In a letter to Msgr. John G. Nolan, national secretary of CNEWA and president of the Pontifical Mission for Palestine, on the occasion of the 25th anniversary of the mission, Paul VI cited its work as “one of the clearest signs of the Holy See’s concern for the welfare of the Palestinians, who are particularly dear to us because they are the people of the Holy Land, because they include followers of Christ and because they have been and still are being so tragically tried.” He expressed again “our heartfelt sharing in their sufferings and our support for their legitimate aspirations.”
Pope Paul gave new impetus and new dimensions to the work of the mission. “Our Mission for Palestine is thus about to be faced with a compelling task. In addition to continuing its assistance, without distinction of nationality or religion, to those who have suffered or are suffering in any way as a result of repeated conflicts which have devastated that region, the Mission will now have to expect, in the situation which is now evolving, to contribute to projects of aid, of rehabilitation and of development for the population of Palestine.” He again called for promotion in the Catholic world of “an effective collaboration between all the relief organizations concerned with Palestine.”
Pope John Paul II acknowledged the continuing efforts of the mission in an address on the occasion of its 50th anniversary in 1999. “In the past 50 years,” the pope said, “the Middle East has not ceased to experience moments of great tension and conflict, often exploding in acts of violence and outright war. In these circumstances, the Pontifical Mission has increased its efforts aimed at helping the local populations to rebuild their lives.
“In this way,” the Holy Father continued, “the Pontifical Mission is an eloquent expression of that ‘new culture of international solidarity and cooperation’ (Incarnationis mysterium, n. 12) which is so necessary in the modern world, and which must be a hallmark of the new millennium.

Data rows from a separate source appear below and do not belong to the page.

//! Image generation: one chat call with image modality, returning decoded
//! PNG bytes from the base64 data URL in the response.

use base64::engine::general_purpose::STANDARD as BASE64;
use base64::Engine as _;

use crate::client::GenAiClient;
use crate::error::GenAiError;
use crate::types::{ChatMessage, ChatRequest};

/// Decoded bytes of one generated image.
#[derive(Debug, Clone)]
pub struct ImagePayload {
    pub bytes: Vec<u8>,
}

/// Generate one image from a prompt.
///
/// # Errors
///
/// Propagates client errors; a response without an image payload or with a
/// malformed data URL is [`GenAiError::MissingPayload`] — callers treat that
/// as retryable within their attempt budget.
pub async fn generate_image(
    client: &GenAiClient,
    prompt: &str,
) -> Result<ImagePayload, GenAiError> {
    let mut request = ChatRequest::new(
        client.image_model(),
        vec![ChatMessage::user(prompt.to_owned())],
    );
    request.modalities = Some(vec!["image", "text"]);

    let response = client.chat(&request).await?;
    let data_url = response
        .choices
        .into_iter()
        .next()
        .and_then(|choice| choice.message.images.into_iter().next())
        .map(|image| image.image_url.url)
        .ok_or_else(|| {
            GenAiError::MissingPayload("image generation returned no image".into())
        })?;

    let bytes = decode_data_url(&data_url)?;
    Ok(ImagePayload { bytes })
}

/// Decode a `data:image/...;base64,....` URL into raw bytes.
fn decode_data_url(url: &str) -> Result<Vec<u8>, GenAiError> {
    let encoded = url
        .split_once("base64,")
        .map(|(_, rest)| rest)
        .ok_or_else(|| {
            GenAiError::MissingPayload("image url is not a base64 data URL".into())
        })?;

    BASE64.decode(encoded.trim()).map_err(|e| {
        GenAiError::MissingPayload(format!("image payload failed base64 decode: {e}"))
    })
}

#[cfg(test)]
mod tests {
    use super::*;

    #[test]
    fn decode_data_url_extracts_bytes() {
        let url = format!("data:image/png;base64,{}", BASE64.encode(b"png-bytes"));
        assert_eq!(decode_data_url(&url).expect("decode"), b"png-bytes");
    }

    #[test]
    fn decode_data_url_rejects_plain_url() {
        let err = decode_data_url("https://cdn.example.com/image.png").unwrap_err();
        assert!(matches!(err, GenAiError::MissingPayload(_)));
    }

    #[test]
    fn decode_data_url_rejects_bad_base64() {
        let err = decode_data_url("data:image/png;base64,@@@not-base64@@@").unwrap_err();
        assert!(matches!(err, GenAiError::MissingPayload(_)));
    }
}
mod api;
mod middleware;
mod scheduler;
mod stores;

use std::sync::Arc;

use tracing_subscriber::EnvFilter;

use crate::api::{build_app, default_rate_limit_state, AppState};

#[tokio::main]
async fn main() -> anyhow::Result<()> {
    dotenvy::dotenv().ok();
    let config = Arc::new(pepgen_core::load_app_config()?);
    let env_filter = EnvFilter::try_from_default_env()
        .or_else(|_| EnvFilter::try_new(config.log_level.clone()))?;
    tracing_subscriber::fmt().with_env_filter(env_filter).init();

    let pool_config = pepgen_db::PoolConfig::from_app_config(&config);
    let pool = pepgen_db::connect_pool(&config.database_url, pool_config).await?;
    pepgen_db::run_migrations(&pool).await?;

    let genai = pepgen_genai::GenAiClient::new(&pepgen_genai::GenAiConfig::from_app_config(
        &config,
    ))?;
    let storage = pepgen_pipeline::StorageClient::new(
        &pepgen_pipeline::StorageConfig::from_app_config(&config),
    )?;

    let state = AppState {
        pool: pool.clone(),
        genai: genai.clone(),
        storage: storage.clone(),
        pipeline_config: pepgen_pipeline::PipelineConfig::from_app_config(&config),
        token_salt: config.api_token_hash_salt.clone(),
        cron_secret: config.cron_secret.clone(),
    };

    let _scheduler =
        scheduler::build_scheduler(pool, genai, storage, Arc::clone(&config)).await?;

    let app = build_app(state, default_rate_limit_state());

    let listener = tokio::net::TcpListener::bind(config.bind_addr).await?;
    axum::serve(listener, app)
        .with_graceful_shutdown(shutdown_signal())
        .await?;
    Ok(())
}

async fn shutdown_signal() {
    let ctrl_c = async {
        tokio::signal::ctrl_c()
            .await
            .expect("failed to listen for ctrl-c");
    };

    #[cfg(unix)]
    let terminate = async {
        tokio::signal::unix::signal(tokio::signal::unix::SignalKind::terminate())
            .expect("failed to install signal handler")
            .recv()
            .await;
    };

    #[cfg(not(unix))]
    let terminate = std::future::pending::<()>();

    tokio::select! {
        () = ctrl_c => {},
        () = terminate => {},
    }

    tracing::info!("received shutdown signal, starting graceful shutdown");
}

“I pray that you and all those associated with the work of the Mission will be renewed in faith and love as you seek ever better ways of helping those in need not only of material support but especially of opportunities for personal and social development,” the Pope concluded. “This is the surest path for establishing a true and lasting peace in the lives of the peoples of the Middle East.”
Contemporary challenges and structure
As violence, conflict and warfare spread to Jordan (1970-71), Lebanon (1975-90), Palestine (1987-93, 2000-2005), Iraq (1991, 2003-2010, 2014 to present) and Syria (2011 to present), the Pontifical Mission became increasingly involved in assistance to all those uprooted, displaced and affected by the violence.
With its administration entrusted to CNEWA since its foundation, the Pontifical Mission for Palestine functions as CNEWA’s operating agency in the Middle East. Always, CNEWA-PMP works through the local church to meet the pressing needs of those served by the church, from the provision of emergency aid to health care, educational support and post-traumatic counseling and catechesis.
Because of its modest administrative structure, its non-governmental nature, and the confidence it enjoys among the local churches, the CNEWA-PMP acts quickly, expeditiously and effectively to alleviate human suffering and aid human development.